§ **TASK DETAILS**: In the listing below, the line containing "running work units" marks the end; copy exactly every line from the first through that one.

§ **GIVEN INFORMATION**:

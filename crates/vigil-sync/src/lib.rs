//! Vigil Sync - concurrency primitives for the audit engine.
//!
//! This crate provides:
//! - [`LockTable`]: single-flight mutual exclusion keyed by string, with
//!   entries reclaimed once nobody holds or waits on them
//! - [`Pipeliner`]: a bounded window of concurrently running work units
//!   with first-error-wins aggregation and a drain point
//! - [`cancellable`]: run any future against a [`CancellationToken`]
//!
//! Every blocking operation takes a [`CancellationToken`] and fails with
//! [`SyncError::Cancelled`] instead of hanging.
//!
//! # Example
//!
//! ```
//! use vigil_sync::LockTable;
//! use tokio_util::sync::CancellationToken;
//!
//! # #[tokio::main(flavor = "current_thread")]
//! # async fn main() -> vigil_sync::SyncResult<()> {
//! let table = LockTable::new();
//! let cancel = CancellationToken::new();
//!
//! let lease = table.acquire("group-a", &cancel).await?;
//! assert_eq!(table.len(), 1);
//! lease.release();
//! assert!(table.is_empty());
//! # Ok(())
//! # }
//! ```

#![deny(unsafe_code)]
#![deny(missing_docs)]
#![deny(clippy::all)]
#![warn(unreachable_pub)]
#![deny(clippy::unwrap_used)]
#![cfg_attr(test, allow(clippy::unwrap_used))]

pub mod prelude;

mod cancel;
mod error;
mod lock_table;
mod pipeliner;

pub use cancel::cancellable;
pub use error::{SyncError, SyncResult};
pub use lock_table::{LockLease, LockTable};
pub use pipeliner::Pipeliner;

/// Re-exported so callers need not depend on `tokio-util` directly.
pub use tokio_util::sync::CancellationToken;
#[cfg(test)]
mod tests {
    use super::*;
    use std::num::NonZeroUsize;
    use std::time::Duration;
    use vigil_core::MerkleError;
    use vigil_storage::MemoryKvStore;
    use vigil_test::{MockMerkleClient, fixtures};

    const GROUP: u8 = 1;

    fn auditor(client: &Arc<MockMerkleClient>, params: AuditParams) -> Auditor {
        Auditor::new(
            Arc::clone(client) as Arc<dyn MerkleClient>,
            Arc::new(MemoryKvStore::new()),
            params,
        )
        .unwrap()
    }

    fn client_with_chain(fresh: u64, chain_len: u64) -> Arc<MockMerkleClient> {
        // Link k lands in the log at position 10 * k.
        let client = MockMerkleClient::new(fixtures::root(fresh)).with_first_usable(Seqno(1));
        for k in 1..=chain_len {
            client.add_leaf(Seqno(k.saturating_mul(10)), Seqno(k), fixtures::link_id(k));
        }
        Arc::new(client)
    }

    #[test]
    fn test_is_recent() {
        assert!(is_recent(Seqno(100), Seqno(1099), 1000));
        assert!(!is_recent(Seqno(100), Seqno(1100), 1000));
        // Rollback of the log root.
        assert!(is_recent(Seqno(100), Seqno(50), 0));
        assert!(!is_recent(Seqno(100), Seqno(100), 0));
    }

    #[tokio::test]
    async fn test_first_pass_records_and_persists() {
        let client = client_with_chain(60, 5);
        let auditor = auditor(&client, AuditParams::default());
        let id = fixtures::group_id(GROUP, false);
        let cancel = CancellationToken::new();

        auditor
            .audit_group(
                &cancel,
                &id,
                false,
                &fixtures::root(50),
                &fixtures::linear_chain(5),
                Seqno(5),
            )
            .await
            .unwrap();

        let history = auditor.cache().get(&id).await.unwrap().unwrap();
        assert_eq!(history.audits.len(), 1);
        let record = &history.audits[0];
        assert_eq!(record.max_merkle_seqno, Seqno(60));
        assert_eq!(record.max_chain_seqno, Seqno(5));
        // [1, 50] has 50 positions, sample 25; (50, 60] has 10, take all.
        assert_eq!(history.pre_probes.len(), 25);
        assert_eq!(history.post_probes.len(), 10);
        assert!(history.pre_probes.values().all(|pass| *pass == 0));
        assert_eq!(record.max_merkle_probe, Seqno(60));
        assert_eq!(client.fetch_count(), 1);
        assert_eq!(client.lookup_count(), 35);
        assert!(client.max_concurrent_lookups() <= 4);
    }

    #[tokio::test]
    async fn test_bad_visibility_takes_no_lock() {
        let client = client_with_chain(10, 1);
        let auditor = auditor(&client, AuditParams::default());
        let id = fixtures::group_id(GROUP, true);

        let err = auditor
            .audit_group(
                &CancellationToken::new(),
                &id,
                false,
                &fixtures::root(10),
                &ChainLinks::new(),
                Seqno(1),
            )
            .await
            .unwrap_err();
        assert!(matches!(err, AuditError::BadVisibility { asserted: false, actual: true, .. }));
        assert_eq!(client.fetch_count(), 0);
        assert_eq!(auditor.locks.len(), 0);
    }

    #[tokio::test]
    async fn test_unchanged_chain_skips_fetch() {
        let client = client_with_chain(60, 5);
        let auditor = auditor(&client, AuditParams::default());
        let id = fixtures::group_id(GROUP, false);
        let cancel = CancellationToken::new();
        let chain = fixtures::linear_chain(5);

        for _ in 0..3 {
            auditor
                .audit_group(&cancel, &id, false, &fixtures::root(50), &chain, Seqno(5))
                .await
                .unwrap();
        }
        assert_eq!(client.fetch_count(), 1);
    }

    #[tokio::test]
    async fn test_recent_root_skips_probes() {
        let client = client_with_chain(60, 6);
        let auditor = auditor(&client, AuditParams::default());
        let id = fixtures::group_id(GROUP, false);
        let cancel = CancellationToken::new();

        auditor
            .audit_group(&cancel, &id, false, &fixtures::root(50), &fixtures::linear_chain(5), Seqno(5))
            .await
            .unwrap();
        let lookups = client.lookup_count();

        // New chain data, but the log moved by less than the trigger.
        client.set_root(fixtures::root(70));
        auditor
            .audit_group(&cancel, &id, false, &fixtures::root(60), &fixtures::linear_chain(6), Seqno(6))
            .await
            .unwrap();

        assert_eq!(client.fetch_count(), 2);
        assert_eq!(client.lookup_count(), lookups);
        let history = auditor.cache().get(&id).await.unwrap().unwrap();
        assert_eq!(history.audits.len(), 1);
    }

    #[tokio::test]
    async fn test_second_pass_appends_and_avoids_resampling() {
        let client = client_with_chain(60, 6);
        let params = AuditParams {
            merkle_movement_trigger: 5,
            num_pre_probes: 10,
            ..AuditParams::default()
        };
        let auditor = auditor(&client, params);
        let id = fixtures::group_id(GROUP, false);
        let cancel = CancellationToken::new();

        auditor
            .audit_group(&cancel, &id, false, &fixtures::root(50), &fixtures::linear_chain(5), Seqno(5))
            .await
            .unwrap();
        client.set_root(fixtures::root(70));
        auditor
            .audit_group(&cancel, &id, false, &fixtures::root(60), &fixtures::linear_chain(6), Seqno(6))
            .await
            .unwrap();

        let history = auditor.cache().get(&id).await.unwrap().unwrap();
        assert_eq!(history.audits.len(), 2);
        assert!(history.audits[0].max_chain_seqno <= history.audits[1].max_chain_seqno);
        assert_eq!(history.pre_probes.len(), 20);
        assert_eq!(history.pre_probes.values().filter(|p| **p == 1).count(), 10);
    }

    #[tokio::test]
    async fn test_chain_rollback_rejected() {
        let client = client_with_chain(60, 5);
        let params = AuditParams {
            merkle_movement_trigger: 1,
            ..AuditParams::default()
        };
        let auditor = auditor(&client, params);
        let id = fixtures::group_id(GROUP, false);
        let cancel = CancellationToken::new();

        auditor
            .audit_group(&cancel, &id, false, &fixtures::root(50), &fixtures::linear_chain(5), Seqno(5))
            .await
            .unwrap();
        client.set_root(fixtures::root(80));
        let err = auditor
            .audit_group(&cancel, &id, false, &fixtures::root(30), &fixtures::linear_chain(3), Seqno(3))
            .await
            .unwrap_err();
        assert!(matches!(
            err,
            AuditError::ChainRollback {
                recorded: Seqno(5),
                requested: Seqno(3)
            }
        ));
    }

    #[tokio::test]
    async fn test_no_first_seqno() {
        let client = Arc::new(MockMerkleClient::new(fixtures::root(10)));
        let auditor = auditor(&client, AuditParams::default());
        let id = fixtures::group_id(GROUP, false);

        let err = auditor
            .audit_group(
                &CancellationToken::new(),
                &id,
                false,
                &fixtures::root(10),
                &ChainLinks::new(),
                Seqno(1),
            )
            .await
            .unwrap_err();
        assert!(matches!(err, AuditError::NoFirstSeqno));
        assert!(auditor.cache().get(&id).await.unwrap().is_none());
    }

    #[tokio::test]
    async fn test_upstream_error_propagates_unchanged() {
        let client = client_with_chain(60, 5);
        client.fail_fetch(MerkleError::Stale { max_age_secs: 60 });
        let auditor = auditor(&client, AuditParams::default());
        let id = fixtures::group_id(GROUP, false);

        let err = auditor
            .audit_group(
                &CancellationToken::new(),
                &id,
                false,
                &fixtures::root(50),
                &fixtures::linear_chain(5),
                Seqno(5),
            )
            .await
            .unwrap_err();
        assert!(matches!(err, AuditError::Upstream(MerkleError::Stale { max_age_secs: 60 })));
        assert!(err.is_retryable());
        assert!(auditor.locks.is_empty());
    }

    #[tokio::test]
    async fn test_forged_leaf_fails_without_commit() {
        let client = client_with_chain(60, 5);
        // The log disagrees with the caller about link 5 from position 50 on.
        client.add_leaf(Seqno(50), Seqno(5), fixtures::link_id(500));
        let params = AuditParams {
            num_pre_probes: 100,
            ..AuditParams::default()
        };
        let auditor = auditor(&client, params);
        let id = fixtures::group_id(GROUP, false);

        let err = auditor
            .audit_group(
                &CancellationToken::new(),
                &id,
                false,
                &fixtures::root(50),
                &fixtures::linear_chain(5),
                Seqno(5),
            )
            .await
            .unwrap_err();
        assert!(matches!(err, AuditError::ChainMismatch { chain_seqno: Seqno(5), .. }));
        assert!(auditor.cache().get(&id).await.unwrap().is_none());
    }

    #[tokio::test]
    async fn test_failed_probe_stops_dispatch() {
        let client = client_with_chain(60, 5);
        client.fail_lookups(MerkleError::Verification("bad proof".into()));
        let params = AuditParams {
            probe_concurrency: NonZeroUsize::MIN,
            ..AuditParams::default()
        };
        let auditor = auditor(&client, params);
        let id = fixtures::group_id(GROUP, false);

        let err = auditor
            .audit_group(
                &CancellationToken::new(),
                &id,
                false,
                &fixtures::root(50),
                &fixtures::linear_chain(5),
                Seqno(5),
            )
            .await
            .unwrap_err();
        assert!(matches!(err, AuditError::Upstream(MerkleError::Verification(_))));
        // One probe in flight at a time: only the failing one ran.
        assert_eq!(client.lookup_count(), 1);
        assert!(auditor.cache().get(&id).await.unwrap().is_none());
    }

    #[tokio::test]
    async fn test_cancel_while_probing() {
        let client = client_with_chain(60, 5);
        client.set_lookup_delay(Duration::from_secs(30));
        let auditor = auditor(&client, AuditParams::default());
        let id = fixtures::group_id(GROUP, false);
        let cancel = CancellationToken::new();

        let trigger = cancel.clone();
        tokio::spawn(async move {
            tokio::time::sleep(Duration::from_millis(20)).await;
            trigger.cancel();
        });
        let err = auditor
            .audit_group(&cancel, &id, false, &fixtures::root(50), &fixtures::linear_chain(5), Seqno(5))
            .await
            .unwrap_err();
        assert!(matches!(err, AuditError::Cancelled));
        assert!(auditor.locks.is_empty());
        assert!(auditor.cache().get(&id).await.unwrap().is_none());
    }

    #[tokio::test]
    async fn test_logout_keeps_durable_history() {
        let client = client_with_chain(60, 5);
        let auditor = auditor(&client, AuditParams::default());
        let id = fixtures::group_id(GROUP, false);
        let cancel = CancellationToken::new();
        let chain = fixtures::linear_chain(5);

        auditor
            .audit_group(&cancel, &id, false, &fixtures::root(50), &chain, Seqno(5))
            .await
            .unwrap();
        auditor.on_logout();
        assert!(auditor.cache().tier().is_empty());

        // Still short-circuits: the history comes back from the durable tier.
        auditor
            .audit_group(&cancel, &id, false, &fixtures::root(50), &chain, Seqno(5))
            .await
            .unwrap();
        assert_eq!(client.fetch_count(), 1);
    }

    #[tokio::test]
    async fn test_from_config_in_memory() {
        let client = client_with_chain(10, 1);
        let mut config = Config::default();
        config.cache.capacity = 7;
        let auditor = Auditor::from_config(client as Arc<dyn MerkleClient>, &config).unwrap();
        assert_eq!(auditor.params().cache_capacity.get(), 7);
        assert_eq!(auditor.cache().capacity().get(), 7);
    }
}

§ **THE ANSWER**:
filename crates/vigil-sync/src/lib.rs
//! Vigil Sync - concurrency primitives for the audit engine.
//!
//! This crate provides:
//! - [`LockTable`]: single-flight mutual exclusion keyed by string, with
//!   entries reclaimed once nobody holds or waits on them
//! - [`Pipeliner`]: a bounded window of concurrently running work units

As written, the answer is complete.